Column by Tejs Vegge, Professor and Head of section at DTU Energy and lead on the CAPeX centre. Published in Energy Supply 1.3.2023.
Power-to-X is the key to unlock the tremendous potential of green electricity. With the establishment of the energy islands, it’s essential to focus on how we can best use the power; in trucks, ferries, planes, the chemical industry and many other places where much of our CO2 emissions stem from.
That’s why DTU, in collaboration with Aalborg University and three national and three international universities, has established the pioneering centre CAPeX with support from five Danish foundations. CAPeX brings together leading experts in Power-to-X from both Denmark and abroad. The center will power the invention of new and more efficient and sustainable materials for use in Power-to-X plants, which will be crucial for integrating the green power from the coming energy islands as well as existing wind turbines and solar parks into society.

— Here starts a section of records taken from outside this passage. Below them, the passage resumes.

use crate::app::App;
use crate::ui::widgets::charts::render_brand_shares;
use crate::ui::widgets::tables::render_country_table;
use carstats::stats::format_thousands;
use ratatui::layout::{Alignment, Constraint, Direction, Layout, Rect};
use ratatui::style::{Color, Modifier, Style};
use ratatui::widgets::{Block, Borders, Paragraph};
use ratatui::Frame;

pub fn render_overview(app: &App, f: &mut Frame<'_>, area: Rect) {
    let chunks = Layout::default()
        .direction(Direction::Vertical)
        .constraints([Constraint::Length(3), Constraint::Min(0)])
        .split(area);

    let total = Paragraph::new(format!("{} cars on the road", format_thousands(app.world_total)))
        .style(Style::default().fg(Color::Yellow).add_modifier(Modifier::BOLD))
        .alignment(Alignment::Center)
        .block(
            Block::default()
                .title("World Total")
                .borders(Borders::ALL)
                .border_style(Style::default().fg(Color::Cyan)),
        );
    f.render_widget(total, chunks[0]);

    let body = Layout::default()
        .direction(Direction::Horizontal)
        .constraints([Constraint::Percentage(55), Constraint::Percentage(45)])
        .split(chunks[1]);

    render_country_table(
        &app.countries,
        &app.choropleth,
        app.country_offset,
        f,
        body[0],
    );
    render_brand_shares(&app.brands, f, body[1]);
}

It is often overlooked how far we are from having the materials and technologies that can be scaled to solve the challenges on a global scale. Many of the best materials used in electrolysis plants today are based on platinum metals, which do not exist in nearly the quantities needed. Materials such as iridium, ruthenium and platinum are not scalable to the global challenges we face in the green transition, so our aim is to develop more sustainable and scalable materials. There’s no use in creating the world's best Power-to-X solutions if they cannot be scaled. If you look at the materials and technologies for the sustainable production of fuels and chemicals that we are working on now, they need to be scaled by a factor of 1000 to have a global impact. That requires researchers who can develop new and more efficient and durable catalysts, but also people in the industry who can produce them faster, cheaper, and on a completely different scale than we do today.
Important to think globally
Even if Denmark solved all our problems locally and expanded the production of the green electricity we consume, that’s only a tiny part of the challenge we are facing on a global level. It’s a massive task that exceeds what a single researcher, university or even country can solve. So it’s necessary to bring together the leading experts worldwide.

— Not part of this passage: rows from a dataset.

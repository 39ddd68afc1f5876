use serde::Serialize;

const NICE_TICK_COUNT: f64 = 10.0;
const NICE_MAX_ITERATIONS: usize = 10;

/// Step between axis ticks for `[start, stop]` split into roughly `count`
/// parts. Negative results are inverse steps (`-1 / step`) used for spans
/// below one tick unit.
fn tick_increment(start: f64, stop: f64, count: f64) -> f64 {
    let step = (stop - start) / count.max(0.0);
    let power = step.log10().floor();
    let error = step / 10_f64.powf(power);
    let factor = if error >= 50_f64.sqrt() {
        10.0
    } else if error >= 10_f64.sqrt() {
        5.0
    } else if error >= 2_f64.sqrt() {
        2.0
    } else {
        1.0
    };
    if power >= 0.0 {
        factor * 10_f64.powf(power)
    } else {
        -(10_f64.powf(-power)) / factor
    }
}

/// Extends `[0, max]` outward so both ends land on round tick values.
pub fn nice_max(max: f64) -> f64 {
    if !max.is_finite() || max <= 0.0 {
        return 0.0;
    }

    let mut start = 0.0_f64;
    let mut stop = max;
    let mut previous_step: Option<f64> = None;

    for _ in 0..NICE_MAX_ITERATIONS {
        let step = tick_increment(start, stop, NICE_TICK_COUNT);
        if previous_step.is_some_and(|previous| (previous - step).abs() <= f64::EPSILON) {
            break;
        }
        if step > 0.0 {
            start = (start / step).floor() * step;
            stop = (stop / step).ceil() * step;
        } else if step < 0.0 {
            start = (start * step).ceil() / step;
            stop = (stop * step).floor() / step;
        } else {
            break;
        }
        previous_step = Some(step);
    }

    stop
}

/// Tick values across `[0, max]`, at most around `count` of them.
pub fn axis_ticks(max: f64, count: usize) -> Vec<f64> {
    if max <= 0.0 || count == 0 {
        return Vec::new();
    }
    let step = tick_increment(0.0, max, count as f64);
    let step = if step < 0.0 { -1.0 / step } else { step };
    if step <= 0.0 || !step.is_finite() {
        return Vec::new();
    }

    let mut ticks = Vec::new();
    let mut value = 0.0;
    while value <= max + step * 1e-9 {
        ticks.push(value);
        value += step;
    }
    ticks
}

/// Movement of the value axis maximum over one tick.
#[derive(Debug, Clone, Copy, PartialEq, Serialize)]
pub struct AxisTransition {
    pub from_max: f64,
    pub to_max: f64,
}

impl AxisTransition {
    pub const fn fixed(max: f64) -> Self {
        Self {
            from_max: max,
            to_max: max,
        }
    }

    pub fn max_at(&self, progress: f64) -> f64 {
        lerp(self.from_max, self.to_max, progress)
    }

    pub fn is_moving(&self) -> bool {
        (self.from_max - self.to_max).abs() > f64::EPSILON
    }
}

/// Axis domain memory. The maximum only moves when a new target differs
/// from the current value by more than the hysteresis fraction.
#[derive(Debug, Clone, PartialEq)]
pub struct AxisDomain {
    current_max: Option<f64>,
    headroom: f64,
    hysteresis: f64,
}

impl AxisDomain {
    pub const fn new(headroom: f64, hysteresis: f64) -> Self {
        Self {
            current_max: None,
            headroom,
            hysteresis,
        }
    }

    pub fn current_max(&self) -> f64 {
        self.current_max.unwrap_or(0.0)
    }

    pub fn reset(&mut self) {
        self.current_max = None;
    }

    /// Target maximum for a tick whose largest visible value is `top_magnitude`.
    pub fn ideal_max(&self, top_magnitude: f64) -> f64 {
        nice_max(top_magnitude * self.headroom)
    }

    /// Computes the axis for a new tick, applying hysteresis.
    pub fn compute_axis_domain(&mut self, top_magnitude: f64) -> AxisTransition {
        let target = self.ideal_max(top_magnitude);
        self.retarget(target)
    }

    /// Moves the domain to `target` unless it is within the hysteresis band.
    pub fn retarget(&mut self, target: f64) -> AxisTransition {
        let previous = self.current_max();
        let update = match self.current_max {
            None => true,
            Some(current) if current <= 0.0 => true,
            Some(current) => (target - current).abs() / current > self.hysteresis,
        };

        if update {
            if self.current_max.is_some() {
                tracing::debug!(from = previous, to = target, "axis domain updated");
            }
            self.current_max = Some(target);
            AxisTransition {
                from_max: previous,
                to_max: target,
            }
        } else {
            AxisTransition::fixed(previous)
        }
    }
}

pub fn lerp(from: f64, to: f64, progress: f64) -> f64 {
    (to - from).mul_add(progress.clamp(0.0, 1.0), from)
}

#[cfg(test)]
mod tests {
    use super::{axis_ticks, nice_max, AxisDomain};

    fn assert_close(actual: f64, expected: f64) {
        let diff = (actual - expected).abs();
        assert!(diff < 1e-9, "expected {expected}, got {actual}, diff {diff}");
    }

    #[test]
    fn nice_max_rounds_to_tick_steps() {
        assert_close(nice_max(110.0), 110.0);
        assert_close(nice_max(9_900.0), 10_000.0);
        assert_close(nice_max(10_120.0), 11_000.0);
        assert_close(nice_max(0.42), 0.45);
    }

    #[test]
    fn nice_max_of_zero_is_zero() {
        assert_close(nice_max(0.0), 0.0);
        assert_close(nice_max(f64::NAN), 0.0);
    }

    #[test]
    fn first_domain_is_always_taken() {
        let mut axis = AxisDomain::new(1.1, 0.05);
        let transition = axis.compute_axis_domain(95.0);
        assert_close(transition.from_max, 0.0);
        assert_close(transition.to_max, 110.0);
        assert_close(axis.current_max(), 110.0);
    }

    #[test]
    fn small_target_changes_keep_the_domain() {
        let mut axis = AxisDomain::new(1.1, 0.05);
        axis.retarget(1_000.0);

        let transition = axis.retarget(1_040.0);
        assert!(!transition.is_moving());
        assert_close(axis.current_max(), 1_000.0);

        let transition = axis.retarget(960.0);
        assert!(!transition.is_moving());
        assert_close(axis.current_max(), 1_000.0);
    }

    #[test]
    fn large_target_changes_move_the_domain() {
        let mut axis = AxisDomain::new(1.1, 0.05);
        axis.compute_axis_domain(9_000.0);
        assert_close(axis.current_max(), 10_000.0);

        let unchanged = axis.compute_axis_domain(9_050.0);
        assert!(!unchanged.is_moving());

        let moved = axis.compute_axis_domain(9_200.0);
        assert_close(moved.from_max, 10_000.0);
        assert_close(moved.to_max, 11_000.0);
        assert_close(axis.current_max(), 11_000.0);
    }

    #[test]
    fn zero_domain_is_replaced() {
        let mut axis = AxisDomain::new(1.1, 0.05);
        axis.compute_axis_domain(0.0);
        assert_close(axis.current_max(), 0.0);
        axis.compute_axis_domain(45.0);
        assert_close(axis.current_max(), 50.0);
    }

    #[test]
    fn ticks_cover_the_domain() {
        let ticks = axis_ticks(10_000.0, 5);
        assert_eq!(ticks.len(), 6);
        assert_close(ticks[5], 10_000.0);
        assert!(axis_ticks(0.0, 5).is_empty());
    }
}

That’s why CAPeX has a close collaboration with Stanford University, the University of Toronto and Utrecht University, as this can help us really boost the development. We can utilize each other's infrastructure and unique skills in entirely new ways. For instance, some of our talented PhDs and postdocs can create software and algorithms based on artificial intelligence that can control a synthesis robot located in another lab or country that can make and characterize new materials, while a group from a third country or lab can analyze the data and come up with new predictions which can be produced in a fourth location using a different method. This means that we suddenly have a global lab and a myriad of techniques and equipment at our disposal, which don’t exist in any lab in the world.
No time to wait
If we are to achieve our 2030 goal of reducing CO2 emissions, we don’t have the time to spend 20 years developing new materials for the green transition. Today, traditional material development has to go through many time-consuming process steps, from one group discovering a new material in the lab to another group testing it, while a third group has to find out if it can be scaled up, and a fourth group tests the durability of the systems. Occasionally, something goes wrong along the way, which requires you to start over, so the process can be very slow. We don't have time to wait for that.That’s why we will develop a new powerful material acceleration platform that combines computer simulations, experiments and synthesis robots in a closed loop using artificial intelligence. In addition, we are making digital twins of the most critical parts of the process, which are a virtual simulation of the processes and materials to be tested and developed. By using computer-based simulations, we can use less time and resources to set up tests and thus describe processes that would otherwise take a long time to do and test many different types of materials. We expect to develop new materials 5 to 10 times faster this way. That is also necessary if the Power-to-X technologies are to mature enough to make efficient use of the green power we have available in the near future.
Future experts must be trained
Denmark is well positioned within the field of Power-to-X, but it is vital that we don’t stagnate and that makes education crucial. One of the most important tasks for CAPeX is to train at least 100 PhDs and postdocs during the 13-year lifespan of the centre. It is these "Power-to-Xperts" who will carry forward the research, but also the industrial development within the new Power-to-X technologies. Some of the digital and trans-disciplinary skills that will be used in the next 10-20 years must be generated in a different way than we do today. So it’s a priority that our PhDs and postdocs have long-term stays at one of the international partner universities so they can be part of the daily routine and be well-integrated into their research environment. It also allows young researchers to take their ideas to a level where they can be accelerated by the best experts and the best infrastructure, both nationally and internationally, much faster than can otherwise be done.
Power-to-X requires an entirely new way of thinking. It’s not enough to "just" design the world's best catalyst – it has to be the best but also sustainable and scalable. We look forward to setting the direction for the future Power-to-X revolution and ensuring Denmark can take the green lead.